For a regular citizen of an advanced society today, the volume of the inverse privacy bucket vastly exceeds that of the partial privacy bucket. Of course it may be simplistic to count bits or even items. A picture of a car has many bits but only so much useful information; even many pictures of the same car may have only so much useful information. It makes more sense to speak about the value of information rather than its volume.

Determining the value of personal information is a difficult problem, particularly because of a gap between what people are willing to pay for keeping an item of information directly private and what they are willing to accept for sharing that same item of information; see Acquisti et al.1 and its references. Nevertheless, we posit that typically the value of the inverse privacy bucket exceeds that of the partial privacy bucket and grows much faster.

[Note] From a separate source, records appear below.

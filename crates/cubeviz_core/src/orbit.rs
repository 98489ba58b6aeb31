use std::fmt;

use cubeviz_notation::FACE_COUNT;

use crate::Str;

/// Structural type of a set of sticker slots that can be permuted among each
/// other.
///
/// Ranks count from the edge of a face, starting at 1 for the layer just
/// inside the outermost one.
#[derive(Debug, Copy, Clone, PartialEq, Eq, Hash, PartialOrd, Ord)]
pub enum OrbitKind {
    /// Corner stickers.
    Corner,
    /// Stickers in the middle of each edge, present only on odd cubes.
    Midge,
    /// Sticker in the exact center of each face, present only on odd cubes.
    Center,
    /// Edge stickers `rank` layers away from the nearest corner.
    Wing {
        #[allow(missing_docs)]
        rank: u16,
    },
    /// Non-central face stickers, `ranks[0]` layers down from the top edge
    /// and `ranks[1]` layers in from the left edge of the first slot.
    ///
    /// Equal ranks give X-centers. A rank equal to the middle layer gives
    /// T-centers. `[a, b]` and `[b, a]` are mirror images and form separate
    /// orbits.
    CenterBig {
        #[allow(missing_docs)]
        ranks: [u16; 2],
    },
}

impl OrbitKind {
    /// Returns the number of slots of this kind on each face.
    pub fn slots_per_face(self) -> usize {
        match self {
            OrbitKind::Corner => 4,
            OrbitKind::Midge => 4,
            OrbitKind::Center => 1,
            OrbitKind::Wing { .. } => 8,
            OrbitKind::CenterBig { .. } => 4,
        }
    }

    /// Returns the total number of slots in an orbit of this kind.
    pub fn slot_count(self) -> usize {
        self.slots_per_face() * FACE_COUNT
    }
}

impl fmt::Display for OrbitKind {
    fn fmt(&self, f: &mut fmt::Formatter<'_>) -> fmt::Result {
        match self {
            OrbitKind::Corner => write!(f, "corner"),
            OrbitKind::Midge => write!(f, "midge"),
            OrbitKind::Center => write!(f, "center"),
            OrbitKind::Wing { rank } => write!(f, "wing {rank}"),
            OrbitKind::CenterBig { ranks: [r1, r2] } => write!(f, "center {r1},{r2}"),
        }
    }
}

/// Colored sticker.
#[derive(Debug, Clone, PartialEq, Eq, Hash)]
pub struct Sticker {
    color: Str,
}

impl Sticker {
    /// Constructs a sticker with the given color.
    pub fn new(color: impl Into<Str>) -> Self {
        Self {
            color: color.into(),
        }
    }

    /// Returns the sticker's color.
    pub fn color(&self) -> &str {
        &self.color
    }
}

/// Position on the cube that holds exactly one sticker.
#[derive(Debug, Clone, PartialEq, Eq)]
pub struct Slot {
    content: Sticker,
}

impl Slot {
    pub(crate) fn new(content: Sticker) -> Self {
        Self { content }
    }

    /// Returns the sticker currently in the slot.
    pub fn content(&self) -> &Sticker {
        &self.content
    }
}

/// All slots of one [`OrbitKind`].
///
/// Slots are ordered by face in [`cubeviz_notation::Face::ALL`] order, then
/// clockwise around the face.
#[derive(Debug, Clone, PartialEq, Eq)]
pub struct Orbit {
    kind: OrbitKind,
    slots: Vec<Slot>,
}

impl Orbit {
    /// Constructs an orbit in which every slot on a face has that face's
    /// color.
    pub(crate) fn solved(kind: OrbitKind, color_scheme: &[Str]) -> Self {
        let per_face = kind.slots_per_face();
        let slots = (0..kind.slot_count())
            .map(|i| Slot::new(Sticker::new(color_scheme[i / per_face].clone())))
            .collect();
        Self { kind, slots }
    }

    #[cfg(test)]
    pub(crate) fn from_slots(kind: OrbitKind, slots: Vec<Slot>) -> Self {
        Self { kind, slots }
    }

    /// Returns the orbit kind.
    pub fn kind(&self) -> OrbitKind {
        self.kind
    }

    /// Returns the slots of the orbit.
    pub fn slots(&self) -> &[Slot] {
        &self.slots
    }

    pub(crate) fn slots_mut(&mut self) -> &mut [Slot] {
        &mut self.slots
    }
}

Thus, in advanced societies today, the inverse privacy bucket of a typical personal infoset dominates the whole infoset. We see the dominance of inverse privacy as a problem. In this connection, it is important to understand legal, political, sociological, ethical, technological implications of the inverse privacy domination.

It is worth emphasizing that the main reason that we live now in a world dominated by inverse privacy is not the invasion of privacy (the tremendous importance of that issue notwithstanding) but the gross disparity in the capability to take and keep records.

Back to Top

The Inverse Privacy Entitlement Principle

Enterprises have legitimate reason to collect data about their customers; this allows them to serve their customers better. Medical institutions have legitimate reasons to collect data about their patients; this helps them diagnose and treat diseases. Governments have legitimate reason to collect data about their citizens; this helps them address societal problems.

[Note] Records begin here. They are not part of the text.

//! Sticker permutation engine for NxNxN cubes.
//!
//! A [`PuzzleState`] holds every sticker of the cube, grouped into
//! [`Orbit`]s of structurally equivalent slots. Moves parsed by
//! [`cubeviz_notation`] are compiled into [`Cycle`]s of slot indices and
//! applied in place.
//!
//! # Example
//!
//! ```rust
//! use cubeviz_core::PuzzleState;
//!
//! let scheme = ["white", "green", "red", "yellow", "blue", "orange"];
//! let mut state = PuzzleState::new(3, scheme).unwrap();
//! state.apply_notation("R U R' U'").unwrap();
//! assert!(!state.is_solved());
//! for _ in 0..5 {
//!     state.apply_notation("R U R' U'").unwrap();
//! }
//! assert!(state.is_solved());
//! ```

#[macro_use]
extern crate lazy_static;

mod compile;
mod cycle;
mod error;
mod geometry;
mod orbit;
mod state;
mod tables;

pub use compile::{CompiledMove, compile_move};
pub use cubeviz_notation::{Face, Move, MoveSequence, NotationError};
pub use cycle::{Cycle, apply_on_orbit, validate_on_orbit};
pub use error::{Error, StateError};
pub use geometry::{Band, Geometry, OrbitInventory, orbit_inventory};
pub use orbit::{Orbit, OrbitKind, Slot, Sticker};
pub use state::PuzzleState;

/// Cheaply clonable immutable string.
pub type Str = lean_string::LeanString;

#[cfg(test)]
mod tests;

As noted earlier, institutions are much better than individuals in collecting data. So, in the process of all the collection of data about customers, patients, and citizens, partially private data is quickly becoming inversely private. Aside from any surreptitious collection of personal information, this conversion of data from partially private to inversely private is critical to the provenance of inversely private information.

Access to your inversely private infons would allow you to correct possible errors in the data, to have a better idea of your health status and your credit rating, and so on.

From an ethical point of view, it is only fair to give you access to your personal infons. Already the 1973 HEW report16 advocated that “[t]here must be no personal-data record-keeping systems whose very existence is secret,” and “[t]here must be a way for an individual, to find out what information about him is in a record and how it is used.” And the 1970 Fair Credit Reporting Act (FCRA) stipulated that, subject to various technical exceptions, “[e]very consumer reporting agency shall, upon request, … clearly and accurately disclose to the consumer” all information in the consumer’s file, the sources of the information, and so on.6

Concentrating on the big picture, we ignore technical exceptions here. But we cannot ignore that governments have legitimate security concerns, and businesses have legitimate competition concerns. The 2012 Federal Trade Commission (FTC) report on “Protecting Consumer Privacy in an Era of Rapid Change” is more nuanced: “Companies should provide reasonable access to the consumer data they maintain; the extent of access should be proportionate to the sensitivity of the data and the nature of its use.”8 To this end, we posit:

The Inverse Privacy Entitlement Principle. As a rule, individuals are entitled to access their personal infons. There may be exceptions, but each such exception needs to be justified, and the burden of justification is on the proponents of the exception.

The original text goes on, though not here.